Greg Koch plays the OK July 6
Published 3:00 am Wednesday, June 28, 2023
- The Koch-Marshall Trio plays July 6 at the OK Theatre in Enterprise.
ENTERPRISE — Guitar aficionado Greg Koch brings hot licks and cool tunes to the OK Theatre July 6.
The show starts at 7 p.m. Tickets are $25 and available at www.eventbrite.com.
Along with his band, the Koch-Marshall Trio, comprised of his son Dylan Koch on drums and Hammond B3 organ specialist Toby Lee Marshall, music lovers will get to experience a tapestry of sounds that dips into jazz, blues and rock.
A lover of rock and blues from an early age, Koch said he got turned onto Jimi Hendrix, Eric Clapton and Jeff Beck by his brother’s record collection. Starting out on an acoustic guitar he bought with the money earned from a newspaper route, he said it wasn’t long before he went electric with a copy of a Lotus Les Paul.
“One summer I played along with the albums ‘Fresh Cream,’ Jeff Beck’s ‘Truth’ and ‘Hendrix in the West’ and then read about all of their different influences like BB King and Muddy Waters,” he said.
Growing up in Milwaukee, Koch said he was exposed to more blues musicians from a public radio show that played the greats like Howling Wolf and T-bone Walker.
“I wanted to connect the dots — where did these musicians get their different influences?” Koch said.
Besides the rock and blues music, Koch played in the jazz band and the orchestra pit band for school musicals. He even played mandolin in a bluegrass band.
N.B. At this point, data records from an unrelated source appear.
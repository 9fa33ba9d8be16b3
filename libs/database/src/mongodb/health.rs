use mongodb::{Client, bson::doc};
use std::time::Instant;

/// Health check status for MongoDB
#[derive(Debug, Clone)]
pub struct HealthStatus {
    /// Whether the deployment answered the ping
    pub healthy: bool,
    /// Error detail when unhealthy
    pub message: Option<String>,
    /// Round-trip time in milliseconds
    pub response_time_ms: u64,
}

/// Ping the deployment and report latency and any error message
pub async fn check_health_detailed(client: &Client) -> HealthStatus {
    let start = Instant::now();
    let result = ping(client).await;
    let response_time_ms = u64::try_from(start.elapsed().as_millis()).unwrap_or(u64::MAX);

    match result {
        Ok(()) => HealthStatus {
            healthy: true,
            message: None,
            response_time_ms,
        },
        Err(e) => HealthStatus {
            healthy: false,
            message: Some(e.to_string()),
            response_time_ms,
        },
    }
}

async fn ping(client: &Client) -> mongodb::error::Result<()> {
    client
        .database("admin")
        .run_command(doc! { "ping": 1 })
        .await
        .map(|_| ())
}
His love for music led to a scholarship to a music camp where he met Mike Irish, a professor at University of Wisconsin, Stevens Point.
“I wanted to advance a little more harmonically and I wanted to know how to play over changes and be able to write and read music in a professional setting and I knew he wasn’t going to be really hard core,” Koch said of Irish.
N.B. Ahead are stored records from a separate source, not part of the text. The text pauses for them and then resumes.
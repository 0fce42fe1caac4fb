//! The seam between the session core and an XR runtime.
//!
//! Every runtime object is referenced through an opaque, copyable handle. The
//! component that created a handle owns it; see [`crate::handle::Owned`] for
//! the drop guard used by sessions.

mod simulated;

#[cfg(feature = "vr-openxr")]
pub mod openxr;

pub use simulated::{
    RuntimeCall, SimulatedDevice, SimulatedRuntime, SubmittedFrame, SubmittedLayer,
    SystemAvailability,
};

use crate::error::XrResult;
use serde::{Deserialize, Serialize};
use std::time::Duration;

macro_rules! opaque_handle {
    ($name:ident) => {
        #[derive(Debug, Clone, Copy, PartialEq, Eq, Hash, PartialOrd, Ord)]
        pub struct $name(u64);

        impl $name {
            pub const NULL: Self = Self(0);

            pub const fn from_raw(raw: u64) -> Self {
                Self(raw)
            }

            pub const fn into_raw(self) -> u64 {
                self.0
            }

            pub const fn is_null(self) -> bool {
                self.0 == 0
            }
        }
    };
}

opaque_handle!(InstanceHandle);
opaque_handle!(SystemId);
opaque_handle!(SessionHandle);
opaque_handle!(SpaceHandle);
opaque_handle!(SwapchainHandle);
opaque_handle!(ActionSetHandle);
opaque_handle!(ActionHandle);
opaque_handle!(XrPath);
opaque_handle!(TextureHandle);

#[derive(Debug, Clone, Copy, PartialEq, Eq, PartialOrd, Ord, Default)]
pub struct XrTime(pub i64);

#[derive(Debug, Clone, Copy, PartialEq, Default, Serialize, Deserialize)]
pub struct Vector3 {
    pub x: f32,
    pub y: f32,
    pub z: f32,
}

#[derive(Debug, Clone, Copy, PartialEq, Serialize, Deserialize)]
pub struct Quaternion {
    pub x: f32,
    pub y: f32,
    pub z: f32,
    pub w: f32,
}

impl Quaternion {
    pub const IDENTITY: Self = Self {
        x: 0.0,
        y: 0.0,
        z: 0.0,
        w: 1.0,
    };
}

impl Default for Quaternion {
    fn default() -> Self {
        Self::IDENTITY
    }
}

#[derive(Debug, Clone, Copy, PartialEq, Default, Serialize, Deserialize)]
pub struct Pose {
    pub position: Vector3,
    pub orientation: Quaternion,
}

impl Pose {
    pub const IDENTITY: Self = Self {
        position: Vector3 {
            x: 0.0,
            y: 0.0,
            z: 0.0,
        },
        orientation: Quaternion::IDENTITY,
    };
}

#[derive(Debug, Clone, Copy, PartialEq, Default, Serialize, Deserialize)]
pub struct Fov {
    pub angle_left: f32,
    pub angle_right: f32,
    pub angle_up: f32,
    pub angle_down: f32,
}

#[derive(Debug, Clone, Copy, PartialEq, Eq, Default, Serialize, Deserialize)]
pub struct Size {
    pub width: u32,
    pub height: u32,
}

#[derive(Debug, Clone, Copy, PartialEq, Eq, Default)]
pub struct Rect2D {
    pub x: i32,
    pub y: i32,
    pub width: u32,
    pub height: u32,
}

#[derive(Debug, Clone, Copy, PartialEq, Eq, Hash, Serialize, Deserialize)]
#[serde(rename_all = "snake_case")]
pub enum TextureFormat {
    Rgba8,
    Rgba8Srgb,
    Bgra8Srgb,
    D24S8,
    D32Float,
}

impl TextureFormat {
    pub const fn vulkan_code(self) -> i64 {
        match self {
            TextureFormat::Rgba8 => 37,
            TextureFormat::Rgba8Srgb => 43,
            TextureFormat::Bgra8Srgb => 50,
            TextureFormat::D32Float => 126,
            TextureFormat::D24S8 => 129,
        }
    }

    pub fn from_vulkan_code(code: i64) -> Option<Self> {
        [
            TextureFormat::Rgba8,
            TextureFormat::Rgba8Srgb,
            TextureFormat::Bgra8Srgb,
            TextureFormat::D32Float,
            TextureFormat::D24S8,
        ]
        .into_iter()
        .find(|format| format.vulkan_code() == code)
    }

    pub const fn is_depth(self) -> bool {
        matches!(self, TextureFormat::D24S8 | TextureFormat::D32Float)
    }
}

#[derive(Debug, Clone, Copy, PartialEq, Eq)]
pub enum FormFactor {
    HeadMountedDisplay,
    HandheldDisplay,
}

#[derive(Debug, Clone, Copy, PartialEq, Eq)]
pub enum ViewConfigurationType {
    PrimaryStereo,
}

#[derive(Debug, Clone, Copy, PartialEq, Eq)]
pub enum EnvironmentBlendMode {
    Opaque,
    Additive,
    AlphaBlend,
}

#[derive(Debug, Clone, Copy, PartialEq, Eq)]
pub enum ReferenceSpaceType {
    View,
    Local,
    Stage,
    Unbounded,
}

#[derive(Debug, Clone, Copy, PartialEq, Eq, Hash, Default)]
pub enum SessionState {
    #[default]
    Unknown,
    Idle,
    Ready,
    Synchronized,
    Visible,
    Focused,
    Stopping,
    LossPending,
    Exiting,
}

#[derive(Debug, Clone, Copy, PartialEq, Eq, Default)]
pub struct SpaceLocationFlags(u64);

impl SpaceLocationFlags {
    pub const EMPTY: Self = Self(0);
    pub const ORIENTATION_VALID: Self = Self(0x1);
    pub const POSITION_VALID: Self = Self(0x2);
    pub const ORIENTATION_TRACKED: Self = Self(0x4);
    pub const POSITION_TRACKED: Self = Self(0x8);
    pub const ALL_TRACKED: Self = Self(0xF);

    pub const fn from_bits(bits: u64) -> Self {
        Self(bits)
    }

    pub const fn bits(self) -> u64 {
        self.0
    }

    pub const fn contains(self, other: Self) -> bool {
        self.0 & other.0 == other.0
    }

    pub const fn union(self, other: Self) -> Self {
        Self(self.0 | other.0)
    }

    pub const fn without(self, other: Self) -> Self {
        Self(self.0 & !other.0)
    }
}

#[derive(Debug, Clone, Copy, PartialEq, Default)]
pub struct SpaceLocation {
    pub flags: SpaceLocationFlags,
    pub pose: Pose,
}

#[derive(Debug, Clone, Copy, PartialEq, Default)]
pub struct LocatedView {
    pub pose: Pose,
    pub fov: Fov,
}

#[derive(Debug, Clone, Copy, PartialEq, Eq)]
pub struct ViewConfigurationView {
    pub recommended_width: u32,
    pub recommended_height: u32,
    pub max_width: u32,
    pub max_height: u32,
    pub recommended_sample_count: u32,
    pub max_sample_count: u32,
}

#[derive(Debug, Clone, PartialEq, Eq, Default)]
pub struct SystemProperties {
    pub system_name: String,
    pub vendor_id: u32,
    pub max_swapchain_width: u32,
    pub max_swapchain_height: u32,
    pub max_layer_count: u32,
    pub orientation_tracking: bool,
    pub position_tracking: bool,
}

#[derive(Debug, Clone, PartialEq, Eq)]
pub struct InstanceCreateInfo {
    pub application_name: String,
    pub application_version: u32,
    pub engine_name: String,
    pub engine_version: u32,
    pub enabled_extensions: Vec<String>,
}

#[derive(Debug, Clone, Copy, PartialEq, Eq)]
pub enum SwapchainUsage {
    Color,
    DepthStencil,
}

#[derive(Debug, Clone, Copy, PartialEq, Eq)]
pub struct SwapchainCreateInfo {
    pub format: i64,
    pub usage: SwapchainUsage,
    pub width: u32,
    pub height: u32,
    pub array_size: u32,
    pub sample_count: u32,
    pub face_count: u32,
    pub mip_count: u32,
}

#[derive(Debug, Clone, Copy, PartialEq, Eq)]
pub struct SuggestedBinding {
    pub action: ActionHandle,
    pub binding: XrPath,
}

#[derive(Debug, Clone, Copy, PartialEq, Eq)]
pub struct FrameState {
    pub should_render: bool,
    pub predicted_display_time: XrTime,
    pub predicted_display_period: i64,
}

#[derive(Debug, Clone, Copy, PartialEq)]
pub enum Event {
    SessionStateChanged {
        session: SessionHandle,
        state: SessionState,
        time: XrTime,
    },
    InstanceLossPending {
        loss_time: XrTime,
    },
    ReferenceSpaceChangePending {
        session: SessionHandle,
        space_type: ReferenceSpaceType,
    },
    InteractionProfileChanged {
        session: SessionHandle,
    },
    EventsLost {
        count: u32,
    },
    Unrecognized,
}

#[derive(Debug, Clone, Copy, PartialEq, Eq, Default)]
pub struct CompositionLayerFlags(u64);

impl CompositionLayerFlags {
    pub const EMPTY: Self = Self(0);
    pub const BLEND_TEXTURE_SOURCE_ALPHA: Self = Self(0x2);

    pub const fn bits(self) -> u64 {
        self.0
    }

    pub const fn contains(self, other: Self) -> bool {
        self.0 & other.0 == other.0
    }
}

#[derive(Debug, Clone, Copy, PartialEq)]
pub struct SwapchainSubImage {
    pub swapchain: SwapchainHandle,
    pub image_rect: Rect2D,
    pub image_array_index: u32,
}

#[derive(Debug, Clone, Copy, PartialEq)]
pub struct DepthInfo {
    pub sub_image: SwapchainSubImage,
    pub min_depth: f32,
    pub max_depth: f32,
    pub near_z: f32,
    pub far_z: f32,
}

#[derive(Debug, Clone, Copy, PartialEq)]
pub struct ProjectionView {
    pub pose: Pose,
    pub fov: Fov,
    pub sub_image: SwapchainSubImage,
    pub depth: Option<DepthInfo>,
}

#[derive(Debug, Clone, Copy, PartialEq)]
pub struct ProjectionLayer<'a> {
    pub flags: CompositionLayerFlags,
    pub space: SpaceHandle,
    pub views: &'a [ProjectionView],
}

#[derive(Debug, Clone, Copy, PartialEq)]
pub struct FrameEndInfo<'a> {
    pub display_time: XrTime,
    pub environment_blend_mode: EnvironmentBlendMode,
    pub layers: &'a [ProjectionLayer<'a>],
}

/// An XR runtime as seen by the session core.
///
/// Methods take `&self`: handles are the unit of ownership, and callers drive
/// a runtime from one rendering thread.
pub trait XrRuntime {
    type GraphicsDevice;

    fn label(&self) -> &'static str;

    fn required_extensions(&self) -> &[&'static str] {
        &[]
    }

    fn enumerate_instance_extensions(&self) -> XrResult<Vec<String>>;
    fn create_instance(&self, info: &InstanceCreateInfo) -> XrResult<InstanceHandle>;
    fn destroy_instance(&self, instance: InstanceHandle) -> XrResult<()>;

    /// Fails with [`crate::error::XrError::FormFactorUnavailable`] while no
    /// device of that form factor is connected.
    fn get_system(&self, instance: InstanceHandle, form_factor: FormFactor) -> XrResult<SystemId>;
    fn system_properties(
        &self,
        instance: InstanceHandle,
        system: SystemId,
    ) -> XrResult<SystemProperties>;
    fn enumerate_environment_blend_modes(
        &self,
        instance: InstanceHandle,
        system: SystemId,
        view_configuration: ViewConfigurationType,
    ) -> XrResult<Vec<EnvironmentBlendMode>>;
    fn enumerate_view_configuration_views(
        &self,
        instance: InstanceHandle,
        system: SystemId,
        view_configuration: ViewConfigurationType,
    ) -> XrResult<Vec<ViewConfigurationView>>;

    fn create_session(
        &self,
        instance: InstanceHandle,
        system: SystemId,
        device: &Self::GraphicsDevice,
    ) -> XrResult<SessionHandle>;
    fn destroy_session(&self, session: SessionHandle) -> XrResult<()>;
    fn begin_session(
        &self,
        session: SessionHandle,
        view_configuration: ViewConfigurationType,
    ) -> XrResult<()>;
    fn end_session(&self, session: SessionHandle) -> XrResult<()>;
    fn request_exit_session(&self, session: SessionHandle) -> XrResult<()>;
    fn poll_event(&self, instance: InstanceHandle) -> XrResult<Option<Event>>;

    fn create_reference_space(
        &self,
        session: SessionHandle,
        space_type: ReferenceSpaceType,
        pose: Pose,
    ) -> XrResult<SpaceHandle>;
    fn destroy_space(&self, space: SpaceHandle) -> XrResult<()>;
    fn locate_space(&self, space: SpaceHandle, base: SpaceHandle, time: XrTime)
    -> XrResult<SpaceLocation>;

    fn enumerate_swapchain_formats(&self, session: SessionHandle) -> XrResult<Vec<i64>>;
    fn native_format(&self, format: TextureFormat) -> i64;
    fn texture_format(&self, native: i64) -> Option<TextureFormat>;
    fn create_swapchain(
        &self,
        session: SessionHandle,
        info: &SwapchainCreateInfo,
    ) -> XrResult<SwapchainHandle>;
    fn destroy_swapchain(&self, swapchain: SwapchainHandle) -> XrResult<()>;
    fn enumerate_swapchain_images(&self, swapchain: SwapchainHandle)
    -> XrResult<Vec<TextureHandle>>;
    fn acquire_swapchain_image(&self, swapchain: SwapchainHandle) -> XrResult<u32>;
    fn wait_swapchain_image(
        &self,
        swapchain: SwapchainHandle,
        timeout: Option<Duration>,
    ) -> XrResult<()>;
    fn release_swapchain_image(&self, swapchain: SwapchainHandle) -> XrResult<()>;

    fn string_to_path(&self, instance: InstanceHandle, path: &str) -> XrResult<XrPath>;
    fn create_action_set(
        &self,
        instance: InstanceHandle,
        name: &str,
        localized_name: &str,
        priority: u32,
    ) -> XrResult<ActionSetHandle>;
    fn destroy_action_set(&self, action_set: ActionSetHandle) -> XrResult<()>;
    fn create_pose_action(
        &self,
        action_set: ActionSetHandle,
        name: &str,
        localized_name: &str,
        subaction_paths: &[XrPath],
    ) -> XrResult<ActionHandle>;
    fn create_action_space(
        &self,
        session: SessionHandle,
        action: ActionHandle,
        subaction_path: XrPath,
        pose: Pose,
    ) -> XrResult<SpaceHandle>;
    fn suggest_interaction_profile_bindings(
        &self,
        instance: InstanceHandle,
        interaction_profile: XrPath,
        bindings: &[SuggestedBinding],
    ) -> XrResult<()>;
    fn attach_session_action_sets(
        &self,
        session: SessionHandle,
        action_sets: &[ActionSetHandle],
    ) -> XrResult<()>;
    fn sync_actions(&self, session: SessionHandle, action_sets: &[ActionSetHandle])
    -> XrResult<()>;

    fn wait_frame(&self, session: SessionHandle) -> XrResult<FrameState>;
    fn begin_frame(&self, session: SessionHandle) -> XrResult<()>;
    fn locate_views(
        &self,
        session: SessionHandle,
        view_configuration: ViewConfigurationType,
        display_time: XrTime,
        space: SpaceHandle,
    ) -> XrResult<Vec<LocatedView>>;
    fn end_frame(&self, session: SessionHandle, info: &FrameEndInfo<'_>) -> XrResult<()>;
}

#[cfg(test)]
mod tests {
    use super::*;

    #[test]
    fn location_flags_require_every_bit() {
        let partial = SpaceLocationFlags::ALL_TRACKED.without(SpaceLocationFlags::POSITION_TRACKED);
        assert!(SpaceLocationFlags::ALL_TRACKED.contains(SpaceLocationFlags::ALL_TRACKED));
        assert!(!partial.contains(SpaceLocationFlags::ALL_TRACKED));
        assert!(partial.contains(SpaceLocationFlags::POSITION_VALID));
    }

    #[test]
    fn vulkan_codes_map_back_to_formats() {
        for format in [
            TextureFormat::Rgba8,
            TextureFormat::Rgba8Srgb,
            TextureFormat::Bgra8Srgb,
            TextureFormat::D24S8,
            TextureFormat::D32Float,
        ] {
            assert_eq!(TextureFormat::from_vulkan_code(format.vulkan_code()), Some(format));
        }
        assert_eq!(TextureFormat::from_vulkan_code(9999), None);
        assert!(TextureFormat::D24S8.is_depth());
        assert!(!TextureFormat::Rgba8Srgb.is_depth());
    }
}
Besides learning the skills he sought at Stevens Point, Koch said he gained a new appreciation for his mother as a pianist.
“When I came home from school and Mom would start playing piano my sophisticated ears realized ‘Rosemary is pretty badass’ and I asked her, ‘What are the tunes you are playing?’ She said, ‘I just make it up as I go along.’”
University life was eclipsed by playing professionally, and Koch said he dropped out to pursue his career in the clubs in and around Milwaukee. Meanwhile, he was getting into some country influences like Jimmy Bryant, James Burton, Jerry Reed, Chet Atkins and Albert Lee.
“I was into finding out as much as I could and I knew from the time I was 12 or 13 what I was going to do for a living,” Koch said.
He ended up in a band with Susan Julian, a piano player and singer, and then toured with the Bodeans, a Milwaukee band, and opened for U2 in the late ‘80s.
“There was kind of a buzz about this gal and her band,” Koch said. “I stayed for a year and what that taught me about being a side man was that I wanted my own band.”
An early iteration of fronting a band, Koch said, was one that resembled Little Feat — a jam band with a lot of harmony. It wasn’t long before his music led him into a side project that became quite lucrative.
“At one point some guys from Fender Guitar saw me play and liked my tunes,” Koch said. “They asked if I would like to do clinics.”
Koch did clinics for Fender and played at showcases. Meanwhile, he started putting out albums like, “Strats Got Your Tongue,” in 1995, an instrumental work with Allman Brothers and Blues influences. He followed up with “Double Gristle,” with both live and studio recordings.
He worked for Fender for 15 years and was asked to be a full-time faculty member at McNally Smith College of Music in St. Paul, Minnesota, where his son attended. Then he got another “big break” — playing top end, vintage guitars in videos produced for a music store in Louisville, Colorado.
“When the Wildwood thing started that brought more awareness to me as a player and a person,” Koch said. “I was putting out records and toured Europe with the band, but it was hard to get an agent in the states. Doing a livestream worked for reaching people.”
Koch said besides the two streams a week for Wildwood he was doing two or three more a week, two of them for Fishman Pickups.
“During COVID the amount of people who saw those vides was pretty immense, but it’s always been about the live thing and it got people coming out to see us,” Koch said. “The band has undeniable chemistry when people see it. After all these years all I want to do is go out and play.”
The Koch-Marshall Trio plays 99% original music, but they’ve made a couple covers “their own,” he said.
He doesn’t ascribe to a set list on stage, Koch said, and said everything he does is off the cuff.
“I like to keep things as fresh as possible — our shows are highly improvised,” Koch said. “You realize what tunes seem to magically bring the crowds — which ones hit the spot.”